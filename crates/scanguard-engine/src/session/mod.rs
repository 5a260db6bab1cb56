// crates/scanguard-engine/src/session.rs
//
// Decompression session. Every operation that can fail reports through the
// bound error manager's `error_exit`, which is expected to divert control;
// none of them return an error value.

use std::fmt;
use std::marker::PhantomData;
use std::ptr::NonNull;

use crate::color::ColorSpace;
use crate::error::{ErrorMgr, Message};
use crate::qoi::{ChunkStream, END_MARKER, Header};

/// Where a session is in its lifecycle.
#[derive(Debug, Clone, Copy, PartialEq, Eq)]
pub enum GlobalState {
    /// Created or finished; accepts a new source and `read_header`.
    Start,
    /// Header parsed; output parameters may be adjusted.
    Ready,
    /// `start_decompress` done; scanlines may be read.
    Scanning,
}

impl fmt::Display for GlobalState {
    fn fmt(&self, f: &mut fmt::Formatter<'_>) -> fmt::Result {
        match self {
            GlobalState::Start => f.write_str("start"),
            GlobalState::Ready => f.write_str("ready"),
            GlobalState::Scanning => f.write_str("scanning"),
        }
    }
}

/// Result of a `read_header` that did not raise a fatal error.
#[derive(Debug, Clone, Copy, PartialEq, Eq)]
pub enum HeaderStatus {
    /// An image follows; the session is ready to start decompression.
    Image,
    /// The header describes a zero-area image and `require_image` was false.
    NoImage,
}

/// Transfer function tag from the stream header.
#[derive(Debug, Clone, Copy, PartialEq, Eq)]
pub enum FileColorSpace {
    /// sRGB color channels with linear alpha.
    Srgb,
    /// All channels linear.
    Linear,
}

/// Engine step at which an injected fault fires.
#[derive(Debug, Clone, Copy, PartialEq, Eq)]
pub enum FaultPoint {
    Header,
    Start,
    /// Before decoding the given scanline.
    Scanline(u32),
}

/// A decompression session.
///
/// The session borrows its error manager and its input for `'r`. The
/// error-reporting binding can be swapped for the duration of a call with
/// [`Decompress::replace_error_binding`].
pub struct Decompress<'r> {
    err: NonNull<ErrorMgr>,
    src: Option<&'r [u8]>,
    global_state: GlobalState,
    chunks: Option<ChunkStream>,
    fault: Option<FaultPoint>,

    pub image_width: u32,
    pub image_height: u32,
    pub channels: u8,
    pub file_color_space: FileColorSpace,

    /// Layout produced by `read_scanlines`. Adjustable while `Ready`.
    pub out_color_space: ColorSpace,
    pub output_width: u32,
    pub output_height: u32,
    pub output_components: usize,
    pub output_scanline: u32,

    _reporter: PhantomData<&'r mut ErrorMgr>,
}

impl<'r> Decompress<'r> {
    /// Create a session bound to `err`, resetting its diagnostic state.
    pub fn new(err: &'r mut ErrorMgr) -> Self {
        let mut session = Decompress {
            err: NonNull::from(err),
            src: None,
            global_state: GlobalState::Start,
            chunks: None,
            fault: None,
            image_width: 0,
            image_height: 0,
            channels: 0,
            file_color_space: FileColorSpace::Srgb,
            out_color_space: ColorSpace::Rgba,
            output_width: 0,
            output_height: 0,
            output_components: 0,
            output_scanline: 0,
            _reporter: PhantomData,
        };
        let reset = session.reporter().reset_error_mgr;
        reset(&mut session);
        session
    }

    /// The currently bound error manager.
    pub fn error_binding(&self) -> NonNull<ErrorMgr> {
        self.err
    }

    /// Bind a different error manager, returning the previous binding.
    ///
    /// # Safety
    /// `binding` must point to a valid `ErrorMgr` (or a `#[repr(C)]` struct
    /// whose first field is one) for as long as it stays bound, and the
    /// original binding must be restored before that memory goes away.
    pub unsafe fn replace_error_binding(&mut self, binding: NonNull<ErrorMgr>) -> NonNull<ErrorMgr> {
        std::mem::replace(&mut self.err, binding)
    }

    pub fn reporter(&self) -> &ErrorMgr {
        // Safety: the binding is valid for the session's lifetime, or for the
        // extent of the call that replaced it.
        unsafe { self.err.as_ref() }
    }

    pub fn reporter_mut(&mut self) -> &mut ErrorMgr {
        unsafe { self.err.as_mut() }
    }

    pub fn global_state(&self) -> GlobalState {
        self.global_state
    }

    /// Bytes in one output row.
    pub fn row_stride(&self) -> usize {
        self.output_width as usize * self.output_components
    }

    /// Arm a one-shot fault that raises [`Message::InjectedFault`] when the
    /// engine reaches `at`.
    pub fn inject_fault(&mut self, at: FaultPoint) {
        self.fault = Some(at);
    }

    /// Supply the compressed input.
    pub fn set_source(&mut self, data: &'r [u8]) {
        if self.global_state != GlobalState::Start {
            self.fatal(Message::BadState(self.global_state));
        }
        self.src = Some(data);
    }

    /// Parse the stream header.
    pub fn read_header(&mut self, require_image: bool) -> HeaderStatus {
        if self.global_state != GlobalState::Start {
            self.fatal(Message::BadState(self.global_state));
        }
        self.check_fault(FaultPoint::Header);
        let Some(data) = self.src else {
            self.fatal(Message::NoSource);
        };
        let header = match Header::parse(data) {
            Ok(header) => header,
            Err(msg) => self.fatal(msg),
        };
        self.image_width = header.width;
        self.image_height = header.height;
        self.channels = header.channels;
        self.file_color_space = if header.colorspace == 0 {
            FileColorSpace::Srgb
        } else {
            FileColorSpace::Linear
        };
        if header.is_empty() {
            if require_image {
                self.fatal(Message::NoImage);
            }
            return HeaderStatus::NoImage;
        }

        self.out_color_space = if header.channels == 3 {
            ColorSpace::Rgb
        } else {
            ColorSpace::Rgba
        };
        self.output_components = self.out_color_space.components();
        self.chunks = Some(ChunkStream::new(data));
        self.global_state = GlobalState::Ready;

        tracing::trace!(
            width = header.width,
            height = header.height,
            channels = header.channels,
            "header parsed"
        );
        HeaderStatus::Image
    }

    /// Fix the output parameters and enter the scanning state.
    pub fn start_decompress(&mut self) {
        if self.global_state != GlobalState::Ready {
            self.fatal(Message::BadState(self.global_state));
        }
        self.check_fault(FaultPoint::Start);
        self.output_width = self.image_width;
        self.output_height = self.image_height;
        self.output_components = self.out_color_space.components();
        self.output_scanline = 0;
        self.global_state = GlobalState::Scanning;
    }

    /// Decode up to `max_lines` rows into `buf`, one row every
    /// [`row_stride`](Self::row_stride) bytes. Returns the rows written.
    pub fn read_scanlines(&mut self, buf: &mut [u8], max_lines: usize) -> usize {
        if self.global_state != GlobalState::Scanning {
            self.fatal(Message::BadState(self.global_state));
        }
        if self.output_scanline >= self.output_height {
            self.warn(Message::TooMuchData);
            return 0;
        }
        let stride = self.row_stride();
        if buf.len() < stride {
            self.fatal(Message::BufferTooSmall {
                len: buf.len(),
                stride,
            });
        }

        let remaining = (self.output_height - self.output_scanline) as usize;
        let rows = max_lines.min(buf.len() / stride).min(remaining);
        for row in buf.chunks_exact_mut(stride).take(rows) {
            self.check_fault(FaultPoint::Scanline(self.output_scanline));
            self.decode_row(row);
            self.output_scanline += 1;
        }
        rows
    }

    /// Verify the stream trailer and return to the start state.
    pub fn finish_decompress(&mut self) {
        if self.global_state != GlobalState::Scanning {
            self.fatal(Message::BadState(self.global_state));
        }
        if self.output_scanline < self.output_height {
            self.fatal(Message::TooLittleData {
                read: self.output_scanline,
                height: self.output_height,
            });
        }

        if let (Some(data), Some(chunks)) = (self.src, self.chunks.as_ref()) {
            let rest = data.get(chunks.position()..).unwrap_or_default();
            if rest.starts_with(&END_MARKER) {
                let extra = rest.len() - END_MARKER.len();
                if extra > 0 {
                    self.warn(Message::ExtraneousData(extra));
                }
            } else {
                self.warn(Message::MissingEndMarker);
            }
        }
        self.abort();
    }

    /// Drop the current image and return to the start state.
    pub fn abort(&mut self) {
        self.src = None;
        self.chunks = None;
        self.output_scanline = 0;
        self.global_state = GlobalState::Start;
    }

    fn decode_row(&mut self, row: &mut [u8]) {
        let Some(data) = self.src else {
            self.fatal(Message::NoSource);
        };
        let space = self.out_color_space;
        let components = self.output_components;
        for out in row.chunks_exact_mut(components) {
            let px = match self.chunks.as_mut().and_then(|c| c.next_pixel(data)) {
                Some(px) => px,
                None => self.fatal(Message::TruncatedData {
                    row: self.output_scanline,
                }),
            };
            space.write_pixel(px, out);
        }
    }

    fn check_fault(&mut self, at: FaultPoint) {
        if self.fault == Some(at) {
            self.fault = None;
            self.fatal(Message::InjectedFault);
        }
    }

    fn warn(&mut self, msg: Message) {
        self.reporter_mut().msg_code = Some(msg);
        let emit = self.reporter().emit_message;
        emit(self, -1);
    }

    /// Raise a fatal error through the bound `error_exit`.
    fn fatal(&mut self, msg: Message) -> ! {
        tracing::trace!(%msg, "raising fatal error");
        self.reporter_mut().msg_code = Some(msg);
        let exit = self.reporter().error_exit;
        exit(self);

        // error_exit must not return: the operation that raised it cannot
        // continue from a half-updated state.
        tracing::error!(%msg, "error_exit returned control to the engine");
        eprintln!(
            "scanguard-engine: error_exit returned after \"{}\"; aborting",
            msg
        );
        std::process::abort();
    }
}

impl fmt::Debug for Decompress<'_> {
    fn fmt(&self, f: &mut fmt::Formatter<'_>) -> fmt::Result {
        f.debug_struct("Decompress")
            .field("err", &self.err)
            .field("src_len", &self.src.map(<[u8]>::len))
            .field("global_state", &self.global_state)
            .field("image_width", &self.image_width)
            .field("image_height", &self.image_height)
            .field("out_color_space", &self.out_color_space)
            .field("output_scanline", &self.output_scanline)
            .finish_non_exhaustive()
    }
}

------

■ WORK TO BE COMPLETED ■
Would you please repeat exactly the lines above, starting at the line with "return HeaderStatus::NoImage;" and stopping at the line with "if self.global_state != GlobalState::Ready", both included?

■ ANSWER SPACE ■
            return HeaderStatus::NoImage;
        }

        self.out_color_space = if header.channels == 3 {
            ColorSpace::Rgb
        } else {
            ColorSpace::Rgba
        };
        self.output_components = self.out_color_space.components();
        self.chunks = Some(ChunkStream::new(data));
        self.global_state = GlobalState::Ready;

        tracing::trace!(
            width = header.width,
            height = header.height,
            channels = header.channels,
            "header parsed"
        );
        HeaderStatus::Image
    }

    /// Fix the output parameters and enter the scanning state.
    pub fn start_decompress(&mut self) {
        if self.global_state != GlobalState::Ready {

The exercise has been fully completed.